● Required work:
Once you reach the line that holds "In-memory document store." in the listing below, output it and every line after it through the line that holds "impl DocumentStore for", word for word.

● Listed records:

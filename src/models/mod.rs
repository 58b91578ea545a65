// SPDX-License-Identifier: MIT
// Copyright 2026 Roland Dreier <roland@rolandd.dev>

//! Data models for the application.
//!
//! The four record kinds share one router; [`Record`] describes how each maps
//! onto its collection.

pub mod flag;
pub mod history;
pub mod object;
pub mod prompt;
pub mod secret;
pub mod user;

pub use flag::{Flag, FlagScope, FlagType};
pub use history::{HistoryEntry, InputType};
pub use object::RecognizedObject;
pub use prompt::{PromptIn, PromptLog, PromptUpdate};
pub use secret::{SecretCreate, SecretSummary, SecretUpdate, SecretValue};
pub use user::User;

use crate::db::Fields;
use crate::error::AppError;
use chrono::{DateTime, Utc};
use serde::{de::DeserializeOwned, Serialize};
use validator::Validate;

/// How a collection orders its list results.
#[derive(Debug, Clone, Copy, PartialEq, Eq)]
pub enum Listing {
    /// Whatever order the store returns.
    StoreOrder,
    /// Over-fetch, then sort by the timestamp field newest first in memory.
    ///
    /// Avoids a composite index on (filter field, timestamp). At high write
    /// volume the fetch window can miss recent documents.
    NewestFirst,
}

/// A record kind served by the generic record router.
pub trait Record: DeserializeOwned + Serialize + Validate + Send + 'static {
    /// Firestore collection name.
    const COLLECTION: &'static str;
    /// Timestamp defaulted to now on create (and used for sorting).
    const TIMESTAMP_FIELD: &'static str;
    /// Query parameters accepted as equality filters on list.
    const FILTER_FIELDS: &'static [&'static str];
    const LISTING: Listing;

    /// Set the timestamp field to `now` unless the caller supplied one.
    fn stamp(&mut self, now: DateTime<Utc>);

    /// Stored field map for this record.
    fn into_fields(self) -> Result<Fields, AppError> {
        match serde_json::to_value(self) {
            Ok(serde_json::Value::Object(fields)) => Ok(fields),
            Ok(_) => Err(AppError::Internal(anyhow::anyhow!(
                "{} record did not serialize to an object",
                Self::COLLECTION
            ))),
            Err(e) => Err(AppError::Internal(e.into())),
        }
    }
}
// SPDX-License-Identifier: MIT
// Copyright 2026 Roland Dreier <roland@rolandd.dev>

//! In-process [`DocumentStore`] for local development and tests.
//!
//! Collections keep insertion order, which stands in for Firestore's
//! store-defined order.

use super::{
    generate_document_id, sort_newest_first, BatchWrite, Document, DocumentStore, Fields,
    ListQuery, WriteMode,
};
use crate::error::AppError;
use async_trait::async_trait;
use dashmap::DashMap;
use serde_json::Value;
use std::sync::Arc;

/// In-memory document store.
#[derive(Clone, Default)]
pub struct MemoryDb {
    collections: Arc<DashMap<String, Vec<Document>>>,
}

impl MemoryDb {
    pub fn new() -> Self {
        Self::default()
    }

    /// Number of documents in a collection.
    pub fn len(&self, collection: &str) -> usize {
        self.collections
            .get(collection)
            .map(|docs| docs.len())
            .unwrap_or(0)
    }

    pub fn is_empty(&self, collection: &str) -> bool {
        self.len(collection) == 0
    }
}

fn matches(doc: &Document, filters: &[(String, String)]) -> bool {
    filters.iter().all(|(field, expected)| {
        matches!(doc.fields.get(field), Some(Value::String(v)) if v == expected)
    })
}

fn apply_merge(target: &mut Fields, patch: Fields) {
    for (key, value) in patch {
        target.insert(key, value);
    }
}

#[async_trait]
impl DocumentStore for MemoryDb {
    async fn list(&self, collection: &str, query: &ListQuery) -> Result<Vec<Document>, AppError> {
        let mut docs: Vec<Document> = self
            .collections
            .get(collection)
            .map(|docs| {
                docs.iter()
                    .filter(|doc| matches(doc, &query.filters))
                    .cloned()
                    .collect()
            })
            .unwrap_or_default();

        if let Some(field) = query.newest_first_by {
            sort_newest_first(&mut docs, field);
        }
        docs.truncate(query.limit as usize);
        Ok(docs)
    }

    async fn create(&self, collection: &str, fields: Fields) -> Result<Document, AppError> {
        let doc = Document::new(generate_document_id(), fields);
        self.collections
            .entry(collection.to_string())
            .or_default()
            .push(doc.clone());
        Ok(doc)
    }

    async fn get(&self, collection: &str, id: &str) -> Result<Option<Document>, AppError> {
        Ok(self
            .collections
            .get(collection)
            .and_then(|docs| docs.iter().find(|doc| doc.id == id).cloned()))
    }

    async fn merge(
        &self,
        collection: &str,
        id: &str,
        patch: Fields,
    ) -> Result<Option<Document>, AppError> {
        let Some(mut docs) = self.collections.get_mut(collection) else {
            return Ok(None);
        };
        let Some(doc) = docs.iter_mut().find(|doc| doc.id == id) else {
            return Ok(None);
        };

        apply_merge(&mut doc.fields, patch);
        doc.fields.remove(super::ID_FIELD);
        Ok(Some(doc.clone()))
    }

    async fn delete(&self, collection: &str, id: &str) -> Result<(), AppError> {
        if let Some(mut docs) = self.collections.get_mut(collection) {
            docs.retain(|doc| doc.id != id);
        }
        Ok(())
    }

    async fn write_batch(
        &self,
        collection: &str,
        writes: Vec<BatchWrite>,
        mode: WriteMode,
    ) -> Result<(), AppError> {
        let mut docs = self.collections.entry(collection.to_string()).or_default();

        for write in writes {
            let id = write.id.unwrap_or_else(generate_document_id);
            match docs.iter().position(|doc| doc.id == id) {
                Some(idx) => match mode {
                    WriteMode::Overwrite => docs[idx] = Document::new(id, write.fields),
                    WriteMode::Merge => {
                        apply_merge(&mut docs[idx].fields, write.fields);
                        docs[idx].fields.remove(super::ID_FIELD);
                    }
                },
                None => docs.push(Document::new(id, write.fields)),
            }
        }
        Ok(())
    }
}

● Task solution:
/// In-memory document store.
#[derive(Clone, Default)]
pub struct MemoryDb {
    collections: Arc<DashMap<String, Vec<Document>>>,
}

impl MemoryDb {
    pub fn new() -> Self {
        Self::default()
    }

    /// Number of documents in a collection.
    pub fn len(&self, collection: &str) -> usize {
        self.collections
            .get(collection)
            .map(|docs| docs.len())
            .unwrap_or(0)
    }

    pub fn is_empty(&self, collection: &str) -> bool {
        self.len(collection) == 0
    }
}

fn matches(doc: &Document, filters: &[(String, String)]) -> bool {
    filters.iter().all(|(field, expected)| {
        matches!(doc.fields.get(field), Some(Value::String(v)) if v == expected)
    })
}

fn apply_merge(target: &mut Fields, patch: Fields) {
    for (key, value) in patch {
        target.insert(key, value);
    }
}

#[async_trait]
impl DocumentStore for MemoryDb {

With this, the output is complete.